Sicuramente. E questa circostanza non è nemmeno cessata. Nel senso che l’opera di ricostruzione della realtà interessata da una vicenda sismica come quella dell’Aquila non circoscritta soltanto alla città dell’Aquila, per quanto riguarda la ricostruzione dei luoghi, tutto sommato, sta andando egregiamente. A fianco, però, va ricostruita la comunità cioè un sistema sociale che deve accompagnare il reinsediamento e la ricostruzione del sistema urbano preesistente all’evento sismico. Questo tipo di azione implica una maggiore coesione istituzionale perché sono interessate le varie componenti di una società che esiste e, quindi interagisce, con una collettività. Questa fase stenta ad affermarsi e, chiaramente, pone in evidenza un deficit che è il deficit demografico. Lo scarso successo, definiamolo così, è derivato dalla mancanza di accompagnamento in questa fase del reinsediamento dei paesi e dei borghi della città dell’Aquila. Il capoluogo in qualche modo regge a questo calo demografico ma soltanto attraverso la migrazione del territorio verso la città.

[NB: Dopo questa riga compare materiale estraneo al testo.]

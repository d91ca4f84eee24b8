// SPDX-License-Identifier: AGPL-3.0-or-later
//
// Copyright (C) 2026 Social Forum Contributors

use axum::{
    http::StatusCode,
    response::{IntoResponse, Response},
    Json,
};
use serde::Serialize;

#[derive(Debug)]
pub struct ApiError {
    pub status: StatusCode,
    pub message: String,
}

#[derive(Serialize)]
struct ErrorBody {
    error: String,
}

impl ApiError {
    pub fn new(status: StatusCode, message: impl Into<String>) -> Self {
        Self {
            status,
            message: message.into(),
        }
    }

    pub fn not_found(message: impl Into<String>) -> Self {
        Self::new(StatusCode::NOT_FOUND, message)
    }

    pub fn bad_request(message: impl Into<String>) -> Self {
        Self::new(StatusCode::BAD_REQUEST, message)
    }

    pub fn conflict(message: impl Into<String>) -> Self {
        Self::new(StatusCode::CONFLICT, message)
    }

    pub fn forbidden(message: impl Into<String>) -> Self {
        Self::new(StatusCode::FORBIDDEN, message)
    }

    pub fn internal(message: impl Into<String>) -> Self {
        Self::new(StatusCode::INTERNAL_SERVER_ERROR, message)
    }
}

impl IntoResponse for ApiError {
    fn into_response(self) -> Response {
        let body = Json(ErrorBody {
            error: self.message,
        });
        (self.status, body).into_response()
    }
}

impl From<crate::store::StoreError> for ApiError {
    fn from(e: crate::store::StoreError) -> Self {
        use crate::store::StoreError;
        match e {
            StoreError::NotFound { .. } => ApiError::not_found(e.to_string()),
            StoreError::Conflict(_) => ApiError::conflict(e.to_string()),
        }
    }
}

impl From<crate::media::DeleteError> for ApiError {
    fn from(e: crate::media::DeleteError) -> Self {
        use crate::media::DeleteError;
        match e {
            DeleteError::NotFound { .. } => ApiError::not_found(e.to_string()),
            DeleteError::Relational(_) => ApiError::internal(e.to_string()),
        }
    }
}

impl From<crate::media::ReconcileError> for ApiError {
    fn from(e: crate::media::ReconcileError) -> Self {
        // A scan that cannot read either store aborts with no partial
        // result; surface it as a temporary condition.
        ApiError::new(StatusCode::SERVICE_UNAVAILABLE, e.to_string())
    }
}

#[cfg(test)]
mod tests {
    use super::*;
    use axum::body::to_bytes;

    #[test]
    fn constructors_set_status_and_message() {
        let nf = ApiError::not_found("missing");
        assert_eq!(nf.status, StatusCode::NOT_FOUND);
        assert_eq!(nf.message, "missing");

        let bad = ApiError::bad_request("bad");
        assert_eq!(bad.status, StatusCode::BAD_REQUEST);
        assert_eq!(bad.message, "bad");

        let conflict = ApiError::conflict("taken");
        assert_eq!(conflict.status, StatusCode::CONFLICT);

        let forbidden = ApiError::forbidden("nope");
        assert_eq!(forbidden.status, StatusCode::FORBIDDEN);

        let internal = ApiError::internal("oops");
        assert_eq!(internal.status, StatusCode::INTERNAL_SERVER_ERROR);
    }

    #[tokio::test]
    async fn into_response_returns_json_body() {
        let response = ApiError::bad_request("bad data").into_response();
        assert_eq!(response.status(), StatusCode::BAD_REQUEST);

        let body_bytes = to_bytes(response.into_body(), usize::MAX).await.unwrap();
        let body = String::from_utf8(body_bytes.to_vec()).unwrap();
        assert_eq!(body, r#"{"error":"bad data"}"#);
    }
}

Lei ha parlato di calo demografico. Una domanda sportiva che riguarda più Castel di Sangro che la provincia. Nel comune che lei amministra come sindaco, avete un impianto sportivo che può ospitare 7200 persone, ma la popolazione del comune è di 6700 abitanti circa. Penso che si tratti di uno dei pochi centri in Europa ad avere uno stadio più capiente dell’intera comunità comunale. Questa curiosità ha attirato qualcuno oppure è passata inosservata?

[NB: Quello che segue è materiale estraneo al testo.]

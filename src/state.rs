// SPDX-License-Identifier: AGPL-3.0-or-later
//
// Copyright (C) 2026 Social Forum Contributors

use std::sync::Arc;

use tokio::sync::RwLock;

use crate::audit::AuditLog;
use crate::auth::{AccessPolicy, AuthenticationGate, TokenCodec};
use crate::credentials::PasswordHasher;
use crate::objects::ObjectStore;
use crate::store::InMemoryStore;

#[derive(Clone)]
pub struct AppState {
    /// Relational collaborator.
    pub store: Arc<RwLock<InMemoryStore>>,
    /// Object-store collaborator for media binaries.
    pub objects: Arc<dyn ObjectStore>,
    /// Token issuance/verification.
    pub tokens: Arc<TokenCodec>,
    /// Per-request identity reconstruction.
    pub gate: Arc<AuthenticationGate>,
    /// Static route policy.
    pub policy: Arc<AccessPolicy>,
    /// Credential digests for login/registration.
    pub passwords: Arc<PasswordHasher>,
    /// Audit trail for deletions and admin actions.
    pub audit: Arc<AuditLog>,
}

impl AppState {
    /// Assemble application state. The codec and hasher are constructed by
    /// the caller so that secret validation failures stay a startup concern.
    pub fn new(
        store: InMemoryStore,
        objects: Arc<dyn ObjectStore>,
        tokens: TokenCodec,
        passwords: PasswordHasher,
    ) -> Self {
        let tokens = Arc::new(tokens);
        Self {
            store: Arc::new(RwLock::new(store)),
            objects,
            gate: Arc::new(AuthenticationGate::new(tokens.clone())),
            policy: Arc::new(AccessPolicy::standard()),
            passwords: Arc::new(passwords),
            audit: Arc::new(AuditLog::new()),
            tokens,
        }
    }
}

impl Default for AppState {
    /// Development/test state: empty store, in-memory object store, fixed
    /// local-only secret.
    fn default() -> Self {
        const DEV_SECRET: &[u8] = b"local-development-secret-0123456";
        Self::new(
            InMemoryStore::new(),
            Arc::new(crate::objects::InMemoryObjectStore::new()),
            TokenCodec::new(DEV_SECRET).expect("development secret meets the length floor"),
            PasswordHasher::new(DEV_SECRET),
        )
    }
}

Una piccola premessa. Lo stadio venne realizzato, con l’attuale capienza, per effetto della promozione in serie B del Castel di Sangro calcio. Da quella data noi ci attivammo per realizzare uno stadio consono a quel livello calcistico. Questo ha retto fino a che la squadra ha militato nella categoria professionistica, prima la B, poi la C1 e la C2 fino a quando poi non l’abbiamo liquidata. Da quel momento abbiamo riconvertito tutta quella bella storia, quella notorietà che era scaturita da quell’evento, in una azione piuttosto produttiva sul settore del turismo sportivo. Siamo riusciti a farlo diventare centro federale della FIGC suscitando l’interesse del Napoli Calcio che e anche altri club blasonati come ad esempio il Genova. In epoca Covid, quindi nel 2020, per via delle restrizioni il Napoli calcio si interessò a un ritiro di prossimità e trovò una possibile collocazione nella nostra realtà sia dal punto di vista alberghiero che sportivo. Da quella occasione è nata ovviamente la possibilità di far ritirare il Napoli calcio qui. Sono già quattro anni che il Napoli viene in ritiro qui. Per ospitare una squadra del genere è necessario avere uno stadio che abbia queste caratteristiche, anzi, in qualche caso quella capienza era persino insufficiente. Insieme a questo c’è l’effetto dei tornei giovanili, dei tornei di calcio della FIGC, dell’under 21, della nazionale femminile, dell’under 20 e dell’under 19. Lo stadio riesce a essere un punto di riferimento per eventi calcistici di livello professionistico al netto di quella che è una sotto utilizzazione durante il periodo invernale. Durante le altre stagioni riesce a essere un’attrattiva importante per un sistema che si declina sotto l’egida del turismo sportivo.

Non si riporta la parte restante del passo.